Critique d’Opening Night, d’après Cassavetes, vu le 10 mai 2019 au Théâtre des Bouffes du Nord
Avec Isabelle Adjani, Morgan Lloyd Sicard, Frédéric Pierrot et la participation de Zoé Adjani, dans une mise en scène de Cyril Teste

C’est étrange de songer que, mon dernier – et unique – article consacré à Isabelle Adjani sauvait presque un spectacle pourtant unanimement descendu par la critique. Cet ordre des choses est plutôt rare : c’est souvent l’inverse qui se produit. Mais je ne me suis pas méfiée. Devant l’unanimité – positive cette fois-ci – provoquée par Opening Night, j’étais très confiante. Le film de Cassavetes me laissait un bon souvenir ; Festen, la mise en scène de Cyril Teste que j’avais découverte à l’Odéon, aussi. Mais Isabelle Adjani crée toujours la surprise, et je dois dire que celle-ci m’a laissé plutôt un goût amer en bouche.

La pièce s’ouvre sur la répétition d’un spectacle dont la première sera l’issue du spectacle que nous, spectateurs, sommes venus voir. Le déroulement de l’action sera donc consacré aux répétitions, aux doutes de la comédienne Myrtle Gordon sur le rôle qu’elle a à jouer, à ses tentatives vaines de modifier le texte, de s’approprier le personnage, de tenter d’entrer dans ce spectacle qu’elle ne cautionne en rien. On voudrait y voir une mise en abîme profonde, une allusion à la carrière mouvementée d’Isabelle Adjani, une puissante évocation du pouvoir du théâtre. On n’y verra qu’un miroir sur l’effort stérile de la comédienne de remonter sur les planches après une absence qui, incontestablement, s’est avérée fatale.

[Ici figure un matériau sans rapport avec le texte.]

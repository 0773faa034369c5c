//! Mail Relay - inbound mail event pipeline for multi-tenant email.
//!
//! This library provides the shared modules for the two binaries:
//! - `mail-relay-web`: HTTP server receiving provider events
//! - `mail-relay-invoke`: one-shot handler reading a single event from stdin
//!
//! ## Architecture
//!
//! ```text
//! notification event → routing::resolve → notify::Dispatcher → tenant webhook
//! receipt event      → policy::classify → provider::BounceApi (on reject) → disposition
//! ```

pub mod config;
pub mod events;
pub mod notify;
pub mod policy;
pub mod provider;
pub mod routing;
pub mod web;

// Re-export commonly used types
pub use config::Config;
pub use events::{handle_notification, handle_receipt, HandlerError, ReceiptEvent, ReceiptResponse};
pub use notify::{DeliveryNotification, DispatchError, DispatchOutcome, Dispatcher};
pub use policy::{classify, Decision, MailReceiptVerdict};
pub use provider::{BounceApi, SesBounceApi};
pub use routing::{resolve, EnvironmentContext, MailAddress};
pub use web::AppState;
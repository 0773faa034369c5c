//! Mail provider APIs used by the pipeline.

pub mod ses;

use std::future::Future;

use thiserror::Error;

use crate::policy::BounceRequest;

pub use ses::SesBounceApi;

/// Failure to submit a bounce.
#[derive(Debug, Error)]
pub enum BounceApiError {
    #[error("bounce request rejected before sending: {0}")]
    InvalidRequest(String),

    #[error("provider error: {0}")]
    Provider(String),
}

/// Submits bounces to the mail provider.
pub trait BounceApi: Send + Sync {
    /// Send `request`, returning the provider's id for the bounce message.
    fn send_bounce(
        &self,
        request: &BounceRequest,
    ) -> impl Future<Output = Result<String, BounceApiError>> + Send;
}
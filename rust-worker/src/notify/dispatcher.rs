//! Outbound webhook delivery.
//!
//! The HTTP client never follows redirects on its own: a 301/302 is re-sent
//! as the same POST to the `Location` target, at most `max_redirects` times.
//! The api token only follows redirects that stay on the webhook's origin.

use std::sync::Arc;
use std::time::Duration;

use reqwest::header::{ACCEPT, CONTENT_TYPE, LOCATION};
use reqwest::{redirect, Client, StatusCode};
use thiserror::Error;
use tracing::{error, info, warn};
use url::Url;

use super::types::DeliveryNotification;
use crate::routing::EnvironmentContext;
use crate::Config;

/// Query parameter carrying the webhook api token.
pub const API_TOKEN_PARAM: &str = "api-token";

/// Terminal webhook delivery failures. None are retried here.
#[derive(Debug, Error)]
pub enum DispatchError {
    #[error("redirect from {url} has no usable Location header")]
    MissingRedirectLocation { url: String },

    #[error("webhook returned {status} {status_text} (request body: {request_body})")]
    UnexpectedStatus {
        status: u16,
        status_text: String,
        request_body: String,
    },

    #[error("more than {max} redirects")]
    TooManyRedirects { max: usize },

    #[error("request to {url} failed: {source}")]
    Transport {
        url: String,
        #[source]
        source: reqwest::Error,
    },

    #[error("invalid webhook url {url}: {source}")]
    InvalidUrl {
        url: String,
        #[source]
        source: url::ParseError,
    },

    #[error("failed to serialize notification: {0}")]
    Serialize(#[from] serde_json::Error),

    #[error("failed to build HTTP client: {0}")]
    Client(#[source] reqwest::Error),
}

/// Successful outcome of a dispatch.
#[derive(Debug, Clone, PartialEq, Eq)]
pub enum DispatchOutcome {
    /// The webhook answered 200 after following `redirects` hops
    Delivered { status: u16, redirects: usize },
    /// No-reply notification; nothing was sent
    Skipped,
}

/// Sends delivery notifications to tenant webhooks.
#[derive(Clone)]
pub struct Dispatcher {
    client: Client,
    config: Arc<Config>,
}

impl Dispatcher {
    /// Create a dispatcher with its own HTTP client.
    pub fn new(config: Arc<Config>) -> Result<Self, DispatchError> {
        let client = Client::builder()
            .redirect(redirect::Policy::none())
            .timeout(Duration::from_millis(config.request_timeout_ms))
            .build()
            .map_err(DispatchError::Client)?;

        Ok(Self { client, config })
    }

    /// Deliver `notification` to the webhook of `ctx`.
    pub async fn dispatch(
        &self,
        ctx: &EnvironmentContext,
        notification: &DeliveryNotification,
    ) -> Result<DispatchOutcome, DispatchError> {
        if ctx.recipient_local_part == self.config.noreply_local_part {
            info!(
                message_id = %notification.message_id,
                tenant = %ctx.tenant,
                "notification_skipped_noreply"
            );
            return Ok(DispatchOutcome::Skipped);
        }

        let body = serde_json::to_string(notification)?;
        let mut url = self.webhook_url(ctx)?;
        let origin = url.origin();

        info!(
            message_id = %notification.message_id,
            notification_type = %notification.notification_type,
            tenant = %ctx.tenant,
            environment = %ctx.environment,
            host = %ctx.hostname,
            "notification_dispatch_start"
        );

        for hop in 0..=self.config.max_redirects {
            let response = self
                .client
                .post(url.clone())
                .header(CONTENT_TYPE, "application/json")
                .header(ACCEPT, "application/json")
                .body(body.clone())
                .send()
                .await
                .map_err(|source| {
                    error!(
                        message_id = %notification.message_id,
                        host = url.host_str().unwrap_or(""),
                        is_timeout = source.is_timeout(),
                        error = %source,
                        "notification_transport_error"
                    );
                    DispatchError::Transport {
                        url: redact(&url),
                        source,
                    }
                })?;

            let status = response.status();

            match status {
                StatusCode::OK => {
                    info!(
                        message_id = %notification.message_id,
                        status_code = status.as_u16(),
                        redirects = hop,
                        "notification_dispatched"
                    );
                    return Ok(DispatchOutcome::Delivered {
                        status: status.as_u16(),
                        redirects: hop,
                    });
                }
                StatusCode::MOVED_PERMANENTLY | StatusCode::FOUND => {
                    let next = response
                        .headers()
                        .get(LOCATION)
                        .and_then(|value| value.to_str().ok())
                        .and_then(|location| url.join(location).ok())
                        .ok_or_else(|| DispatchError::MissingRedirectLocation { url: redact(&url) })?;

                    let same_origin = next.origin() == origin;
                    url = if same_origin {
                        self.with_api_token(next)
                    } else {
                        next
                    };

                    info!(
                        message_id = %notification.message_id,
                        status_code = status.as_u16(),
                        hop = hop + 1,
                        target_host = url.host_str().unwrap_or(""),
                        target_path = url.path(),
                        same_origin,
                        "notification_redirected"
                    );
                }
                _ => {
                    warn!(
                        message_id = %notification.message_id,
                        status_code = status.as_u16(),
                        "notification_unexpected_status"
                    );
                    return Err(DispatchError::UnexpectedStatus {
                        status: status.as_u16(),
                        status_text: status.canonical_reason().unwrap_or("").to_string(),
                        request_body: body,
                    });
                }
            }
        }

        warn!(
            message_id = %notification.message_id,
            max_redirects = self.config.max_redirects,
            "notification_too_many_redirects"
        );
        Err(DispatchError::TooManyRedirects {
            max: self.config.max_redirects,
        })
    }

    fn webhook_url(&self, ctx: &EnvironmentContext) -> Result<Url, DispatchError> {
        let raw = ctx.webhook_url();
        let url = Url::parse(&raw).map_err(|source| DispatchError::InvalidUrl { url: raw, source })?;
        Ok(self.with_api_token(url))
    }

    /// Make sure the api token travels with every same-origin hop.
    fn with_api_token(&self, mut url: Url) -> Url {
        let has_token = url.query_pairs().any(|(key, _)| key == API_TOKEN_PARAM);
        if !has_token {
            url.query_pairs_mut()
                .append_pair(API_TOKEN_PARAM, &self.config.api_token);
        }
        url
    }
}

/// Render a URL for logs and errors without its query string.
fn redact(url: &Url) -> String {
    let mut shown = url.clone();
    shown.set_query(None);
    shown.to_string()
}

Avant que l’on me reproche quoi que ce soit, je tiens à préciser quelque chose. Je mourais d’envie de voir ce spectacle. Lorsque j’ai appris que je devais subir une opération début avril qui entraînerait une convalescence de plus de deux mois, ma première pensée a été pour Opening Night : j’espérais pouvoir être en état d’y assister. J’ai tout fait pour maximiser mes chances d’être aux Théâtre des Bouffes du Nord, ce soir-là. J’ai finalement pu m’y rendre. La déception n’en fut que plus cruelle.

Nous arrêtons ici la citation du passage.